Libya protests, the Real Mayor Emanuel, and Christchurch earthquake
International news: Libya violence
Foreign citizens have been fleeing Libya as violence continues in the capital of Tripoli. Hundreds of Libyans already have been killed in the conflict. The Post's Sudarsan Raghavan writes:
Facing a violent popular revolt backed by high-level defections, Moammar Gaddafi cast an ominous tone in his 70-minute address on Tuesday, referring to China's forceful response to the 1989 Tiananmen Square protests to suggest that his regime, too, would use as much force as necessary to stay in power.
"I will not leave the country," Gaddafi declared in the rambling televised speech, delivered from the remains of a presidential palace destroyed in a 1986 U.S. air raid. "I will die as a martyr at the end." He showed no remorse for attacks launched by his loyalists against his citizens, vowing instead to "cleanse Libya house by house."
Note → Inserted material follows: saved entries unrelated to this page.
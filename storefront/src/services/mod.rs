// storefront/src/services/mod.rs

//! Outbound integrations. Flows talk to the traits; `AppState` holds the
//! real clients in production and recording fakes in tests.

pub mod mpesa;
pub mod telegram;

pub use mpesa::{DarajaClient, PaymentGateway, StkPushAck, StkPushRequest};
pub use telegram::{InlineButton, Messenger, TelegramClient};
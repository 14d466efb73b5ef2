// storefront/src/pipelines/callback_pipeline.rs

//! M-Pesa result notification: parse the envelope, then settle the order that
//! carries the checkout id. Settlement is conditional, so replays and late
//! notifications for already-settled orders change nothing.

use crate::errors::{AppError, Result};
use crate::models::order::{short_id, OrderTarget};
use crate::pipelines::contexts::{CallbackCtx, CallbackOutcome, StkCallback};
use hatua::{Control, Flow, FlowCtx, FlowRegistry, StepSpec};
use serde_json::Value;
use tracing::{info, instrument, warn};

pub fn register_callback_flow(registry: &FlowRegistry<AppError>) {
  let mut flow = Flow::<CallbackCtx, AppError>::new(
    "mpesa_callback",
    vec![
      StepSpec::required("parse_callback"),
      StepSpec::required("complete_order").skip_if(|c: &CallbackCtx| !c.is_success()),
      StepSpec::required("fail_order").skip_if(|c: &CallbackCtx| c.is_success()),
    ],
  );
  flow.on("parse_callback", parse_callback);
  flow.on("complete_order", complete_order);
  flow.on("fail_order", fail_order);
  registry.register(flow);
}

impl CallbackCtx {
  fn is_success(&self) -> bool {
    self.callback.as_ref().is_some_and(|cb| cb.result_code == 0)
  }
}

/// Reads `Body.stkCallback`. The receipt may arrive as a string or a number.
pub fn parse_stk_callback(payload: &Value) -> Option<StkCallback> {
  let cb = payload.get("Body")?.get("stkCallback")?;
  let checkout_request_id = cb.get("CheckoutRequestID")?.as_str()?.to_string();
  let result_code = match cb.get("ResultCode")? {
    Value::Number(n) => n.as_i64()?,
    Value::String(s) => s.trim().parse().ok()?,
    _ => return None,
  };
  let result_desc = cb
    .get("ResultDesc")
    .and_then(Value::as_str)
    .unwrap_or_default()
    .to_string();
  let receipt = cb
    .get("CallbackMetadata")
    .and_then(|m| m.get("Item"))
    .and_then(Value::as_array)
    .and_then(|items| {
      items
        .iter()
        .find(|item| item.get("Name").and_then(Value::as_str) == Some("MpesaReceiptNumber"))
    })
    .and_then(|item| match item.get("Value")? {
      Value::String(s) => Some(s.clone()),
      Value::Number(n) => Some(n.to_string()),
      _ => None,
    })
    .filter(|r| !r.is_empty());

  Some(StkCallback {
    checkout_request_id,
    result_code,
    result_desc,
    receipt,
  })
}

#[instrument(name = "mpesa_callback::parse", skip(ctx), err)]
async fn parse_callback(ctx: FlowCtx<CallbackCtx>) -> Result<Control> {
  let parsed = ctx.snapshot(|c| parse_stk_callback(&c.payload));
  match parsed {
    Some(callback) => {
      info!(
        checkout_id = %callback.checkout_request_id,
        result_code = callback.result_code,
        result_desc = %callback.result_desc,
        "M-Pesa callback received."
      );
      ctx.update(|c| c.callback = Some(callback));
      Ok(Control::Next)
    }
    None => {
      warn!("M-Pesa callback without a readable stkCallback envelope; ignoring.");
      ctx.update(|c| c.outcome = Some(CallbackOutcome::Ignored));
      Ok(Control::Halt)
    }
  }
}

fn target_of(ctx: &FlowCtx<CallbackCtx>) -> Result<(OrderTarget, Option<String>)> {
  ctx.snapshot(|c| {
    c.callback
      .as_ref()
      .map(|cb| (OrderTarget::CheckoutRequest(cb.checkout_request_id.clone()), cb.receipt.clone()))
      .ok_or_else(|| AppError::Internal("Callback not parsed".to_string()))
  })
}

#[instrument(name = "mpesa_callback::complete_order", skip(ctx), err)]
async fn complete_order(ctx: FlowCtx<CallbackCtx>) -> Result<Control> {
  let store = ctx.snapshot(|c| c.app_state.store.clone());
  let (target, receipt) = target_of(&ctx)?;

  let outcome = match store.complete_order(&target, receipt.as_deref()).await? {
    Some(fulfilment) => {
      info!(
        order = %short_id(&fulfilment.order.id),
        receipt = ?fulfilment.order.mpesa_receipt_number,
        "Payment completed via callback."
      );
      CallbackOutcome::Completed {
        order_id: fulfilment.order.id,
        purchase_created: fulfilment.purchase_id.is_some(),
      }
    }
    None => {
      info!(%target, "No open order for this checkout id; callback ignored.");
      CallbackOutcome::Ignored
    }
  };
  ctx.update(|c| c.outcome = Some(outcome));
  Ok(Control::Next)
}

#[instrument(name = "mpesa_callback::fail_order", skip(ctx), err)]
async fn fail_order(ctx: FlowCtx<CallbackCtx>) -> Result<Control> {
  let store = ctx.snapshot(|c| c.app_state.store.clone());
  let (target, _) = target_of(&ctx)?;

  let outcome = match store.fail_order(&target).await? {
    Some(order) => {
      info!(order = %short_id(&order.id), "Payment failed via callback.");
      CallbackOutcome::Failed { order_id: order.id }
    }
    None => {
      info!(%target, "No open order for this checkout id; callback ignored.");
      CallbackOutcome::Ignored
    }
  };
  ctx.update(|c| c.outcome = Some(outcome));
  Ok(Control::Next)
}
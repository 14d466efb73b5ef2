// storefront/src/web/handlers/mod.rs
pub mod admin_handlers;
pub mod catalog_handlers;
pub mod checkout_handlers;
pub mod health_handlers;
pub mod order_handlers;
pub mod payment_handlers;
pub mod support_handlers;
pub mod task_handlers;
pub mod telegram_handlers;
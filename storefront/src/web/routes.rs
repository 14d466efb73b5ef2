// storefront/src/web/routes.rs

use actix_web::web;

use crate::errors::json_error_handler;

use crate::web::handlers::{
  admin_handlers, catalog_handlers, checkout_handlers, health_handlers, order_handlers, payment_handlers,
  support_handlers, task_handlers, telegram_handlers,
};

pub fn configure_app_routes(cfg: &mut web::ServiceConfig) {
  cfg.service(
    web::scope("/api/v1")
      .app_data(web::JsonConfig::default().error_handler(json_error_handler))
      .route("/health", web::get().to(health_handlers::health_handler))
      // Catalog
      .route("/categories", web::get().to(catalog_handlers::list_categories_handler))
      .service(
        web::scope("/jobs")
          .route("", web::get().to(catalog_handlers::list_jobs_handler))
          .route("/{job_id}", web::get().to(catalog_handlers::get_job_handler)),
      )
      // Checkout and payments
      .route("/checkout", web::post().to(checkout_handlers::checkout_handler))
      .service(
        web::scope("/payments/mpesa")
          .route("/stk-push", web::post().to(payment_handlers::stk_push_handler))
          .route("/callback", web::post().to(payment_handlers::mpesa_callback_handler)),
      )
      // Orders
      .service(
        web::scope("/orders")
          .route("/lookup", web::post().to(order_handlers::lookup_orders_handler))
          .route("/{order_id}", web::get().to(order_handlers::get_order_handler)),
      )
      // Signed-in buyer
      .service(
        web::scope("/me")
          .route("/orders", web::get().to(order_handlers::my_orders_handler))
          .route("/purchases", web::get().to(task_handlers::my_purchases_handler))
          .route("/purchases/{purchase_id}/tasks", web::get().to(task_handlers::purchase_tasks_handler))
          .route(
            "/purchases/{purchase_id}/tasks/{task_id}/complete",
            web::post().to(task_handlers::complete_task_handler),
          ),
      )
      // Support
      .service(
        web::scope("/support")
          .route("/tickets", web::post().to(support_handlers::create_ticket_handler))
          .route("/tickets", web::get().to(support_handlers::my_tickets_handler)),
      )
      .service(
        web::scope("/telegram")
          .route("/webhook", web::post().to(telegram_handlers::telegram_webhook_handler))
          .route("/setup-webhook", web::get().to(telegram_handlers::setup_webhook_handler)),
      )
      // Back-office
      .service(
        web::scope("/admin")
          .route("/transactions", web::get().to(admin_handlers::list_transactions_handler))
          .route(
            "/transactions/{order_id}/approve",
            web::post().to(admin_handlers::approve_transaction_handler),
          )
          .route(
            "/transactions/{order_id}/reject",
            web::post().to(admin_handlers::reject_transaction_handler),
          )
          .route("/stock", web::get().to(admin_handlers::list_stock_handler))
          .route("/stock/{job_id}", web::put().to(admin_handlers::update_stock_handler))
          .route("/users", web::get().to(admin_handlers::list_users_handler))
          .route("/users/{user_id}", web::delete().to(admin_handlers::delete_user_handler))
          .route("/tickets", web::get().to(admin_handlers::list_tickets_handler))
          .route("/tickets/{ticket_id}/reply", web::post().to(admin_handlers::reply_ticket_handler))
          .route(
            "/tickets/{ticket_id}/status",
            web::put().to(admin_handlers::update_ticket_status_handler),
          ),
      ),
  );
}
International news: Lavish spending in Gaddafi family
From $1 million concerts by Mariah Carey to private militias, cables released by WikiLeaks reveal a Gaddafi clan torn by in-fighting and overspending. Scott Shane of the New York Times writes:
As the Qaddafi clan conducts a bloody struggle to hold onto power in Libya, cables obtained by WikiLeaks offer a vivid account of the lavish spending, rampant nepotism and bitter rivalries that have defined what a 2006 cable called "Qadhafi Incorporated," using the State Department's preference from the multiple spellings for Libya's troubled first family.
National news: Chicago's new mayor
Rahm Emanuel, former White House chief of staff, will soon be Mayor Emanuel in Chicago, thanks in part to a court challenge that claimed he did not have residency in Illinois. The Post's Karen Tumulty writes:
Emanuel won that challenge, which went all the way to the Illinois Supreme Court -- and in doing so with discipline and equanimity, he overcame some of the skepticism that had arisen from his reputation for arrogance. The episode also helped establish Emanuel's bona fides as a Chicagoan, despite the many years he spent as the ultimate Washington insider.
"They made a terrible mistake challenging his residency," said David Axelrod, a longtime Chicago political consultant who recently left the Obama White House, where he served as chief strategist. "Rahm isn't often a sympathetic figure, and they made him a sympathetic figure."